The biggest difference is that Apple has added support for an x86-like strong memory model to their ARM chips. ARM has a weak memory model. Translating code written for a strong memory model to run on a CPU with a weak memory model absolutely kills performance (see my other comment above for details).
Any program written for the .net clr ought to just run out of the box.
Both of them?
There’s also an x64 to ARM translation layer that works much like Apple’s Rosetta.
Except for the performance bit.
ARM processors use a weak memory model, whereas x86 use a strong memory model. Meaning that x86 guarantees actual order of writes to memory is the same as the order in which those writes executes, while ARM is allowed to re-order them.
Usually it doesn’t matter in which data is written to RAM, and allowing for re-ordering of writes can boost performance. When it does matter, a developer can insert a so-called memory barrier, this ensures all writes before the barrier are finished before the code continues.
However, since this is not necessary on x86 as all writes are ordered x86 code does not include these memory barrier instructions at the spots where write order actually matters. So when translating x86 code to ARM code, you have to assume write order always matters because you can’t tell the difference. This means inserting memory barriers after every write in the translated code. This absolutely kills performance.
Apple includes a special mode in their ARM chips, only used by Rosetta, that enables an x86-like strong memory model. This means Rosetta can translate x86 to ARM without inserting those performance-killing memory barriers. Unless Qualcomm added a similar mode (and AFAIK they did not) and Microsoft added support for it in their emulator, performance of translated x86 code is going to be nothing like that of Rosetta.

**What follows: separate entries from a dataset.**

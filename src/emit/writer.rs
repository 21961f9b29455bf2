//! Serializes a `VMProto` to a Lua 5.3 `.luac` image in a growable buffer.

use crate::emit::encode::encode_instruction;
use crate::emit::header;
use crate::reconstruct::VMProto;
use crate::vm::ConstantValue;
use std::io::{self, Write};

#[derive(Debug, Clone, Default)]
pub struct Emitter {
    buf: Vec<u8>,
}

impl Emitter {
    pub fn new() -> Self {
        Emitter::default()
    }

    pub fn into_bytes(self) -> Vec<u8> {
        self.buf
    }

    fn u8(&mut self, v: u8) {
        self.buf.push(v);
    }

    fn u32(&mut self, v: u32) {
        self.buf.extend_from_slice(&v.to_le_bytes());
    }

    fn i64(&mut self, v: i64) {
        self.buf.extend_from_slice(&v.to_le_bytes());
    }

    fn f64(&mut self, v: f64) {
        self.buf.extend_from_slice(&v.to_le_bytes());
    }

    /// `size:u8` encoding `len+1`, then raw bytes; empty strings are a
    /// single `0` byte with no payload.
    fn lua_string(&mut self, s: &str) {
        if s.is_empty() {
            self.u8(0);
            return;
        }
        let len = s.len().min(254);
        self.u8((len + 1) as u8);
        self.buf.extend_from_slice(&s.as_bytes()[..len]);
    }

    fn header(&mut self) {
        self.u32(header::MAGIC);
        self.u8(header::VERSION);
        self.u8(header::FORMAT);
        self.buf.extend_from_slice(&header::DATA_MARKER);
        self.buf.extend_from_slice(&header::SIZES);
        self.i64(header::INT_CHECK);
        self.f64(header::NUM_CHECK);
    }

    fn constant(&mut self, value: &ConstantValue) {
        match value {
            ConstantValue::Nil => self.u8(0),
            ConstantValue::Bool(b) => {
                self.u8(1);
                self.u8(*b as u8);
            }
            ConstantValue::Number(crate::vm::LuaNumber::Int(i)) => {
                self.u8(3);
                self.i64(*i);
            }
            ConstantValue::Number(crate::vm::LuaNumber::Float(f)) => {
                self.u8(19);
                self.f64(*f);
            }
            ConstantValue::String(s) => {
                self.u8(4);
                self.lua_string(s);
            }
        }
    }

    fn function(&mut self, proto: &VMProto) {
        self.lua_string(&proto.source);
        self.u32(proto.line_defined);
        self.u32(proto.last_line_defined);
        self.u8(proto.num_params);
        self.u8(proto.is_vararg as u8);
        self.u8(proto.max_stack);

        self.u32(proto.code.len() as u32);
        for instr in &proto.code {
            self.u32(encode_instruction(instr));
        }

        let mut constants: Vec<_> = proto.constants.iter().collect();
        constants.sort_by_key(|c| c.pool_index);
        self.u32(constants.len() as u32);
        for c in constants {
            self.constant(&c.value);
        }

        // No upvalues or nested prototypes: every handler lifts to exactly
        // one flat instruction stream with no closures captured.
        self.u32(0); // upvalues
        self.u32(0); // nested protos

        // debug info: line_info aligned 1:1 with code (handler index as
        // line, matching VMInstruction.line), no locals, no upvalue names.
        self.u32(proto.code.len() as u32);
        for instr in &proto.code {
            self.u32(instr.line);
        }
        self.u32(0); // locals
        self.u32(0); // upvalue names
    }

    pub fn emit(mut self, proto: &VMProto) -> Vec<u8> {
        self.header();
        self.function(proto);
        self.into_bytes()
    }

    pub fn write_to(self, proto: &VMProto, out: &mut impl Write) -> io::Result<()> {
        out.write_all(&self.emit(proto))
    }
}

pub fn emit(proto: &VMProto) -> Vec<u8> {
    Emitter::new().emit(proto)
}

#[cfg(test)]
mod tests {
    use super::*;

    #[test]
    fn empty_function_header_round_trips() {
        let proto = VMProto::new("chunk");
        let bytes = emit(&proto);
        // Lua 5.3's real on-disk signature, `\x1bLua` (lundump.c's
        // LUA_SIGNATURE), spelled out literally so a regression in `MAGIC`
        // can't hide behind re-deriving the same wrong constant.
        assert_eq!(&bytes[0..4], &[0x1B, b'L', b'u', b'a']);
        assert_eq!(bytes[4], header::VERSION);
        assert_eq!(bytes[5], header::FORMAT);
        assert_eq!(&bytes[6..12], &header::DATA_MARKER);
        assert_eq!(&bytes[12..17], &header::SIZES);
        let int_check = i64::from_le_bytes(bytes[17..25].try_into().unwrap());
        assert_eq!(int_check, header::INT_CHECK);
        let num_check = f64::from_le_bytes(bytes[25..33].try_into().unwrap());
        assert_eq!(num_check, header::NUM_CHECK);
    }

    #[test]
    fn empty_string_is_a_single_zero_byte() {
        let mut e = Emitter::new();
        e.lua_string("");
        assert_eq!(e.buf, vec![0]);
    }

    #[test]
    fn nonempty_string_encodes_length_plus_one() {
        let mut e = Emitter::new();
        e.lua_string("hi");
        assert_eq!(e.buf, vec![3, b'h', b'i']);
    }
}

Signed, a disabled and unable to work guy who enjoys IT and programing
You don’t need to pay to develop an app, you only need to pay to put it in the store.
So develop your app. If it’s any good, pay the $100, sell it in the store and it’ll pay for itself. It may even make you a little profit. If it’s not good enough for that, why does it need to be in the store?
Say you you're maintaining a FOSS app on your own time. How interested would you be to pay Apple $100 annually for the privilege of giving their users free stuff?
Depends on the reason you’re maintaining that app to begin with. If it’s a hobby, then $100/year is a pretty cheap hobby.
Good for you you have so much disposable income. Many hobby devs such as myself aren’t so lucky
Go talk to some random people and ask them how much they spend on their hobbies, I bet you won't find many people who have a hobby that costs less than $100/year. It's a damn cheap hobby.
which is one reason why I don’t make Apple apps.
That's probably a good thing. I don't think we need more apps made by amateurs in the app store.
I said small, synonyms hobby, FOSS. It is an obstacle to be forced to pay money to Apple for the 'privelidge' of being able to install it on their devices.
How is the $100 a obstacle to any legitimate developer? The only one it hurts is those who would otherwise flood the app store with crap submitted from throw away developer accounts.
You assume incorrectly.
The way it works on macOS is that you select the ‘looks like’ resolution to determine the size. For example if you have a 4k monitor you can set a ‘looks like’ resolution of 2560x1440. Internally it always renders at 2x, so in this case it will render to 5120x2880. That image is then scaled down to the actual display resolution, e.g. 3480x2160. It’s basically supersampling.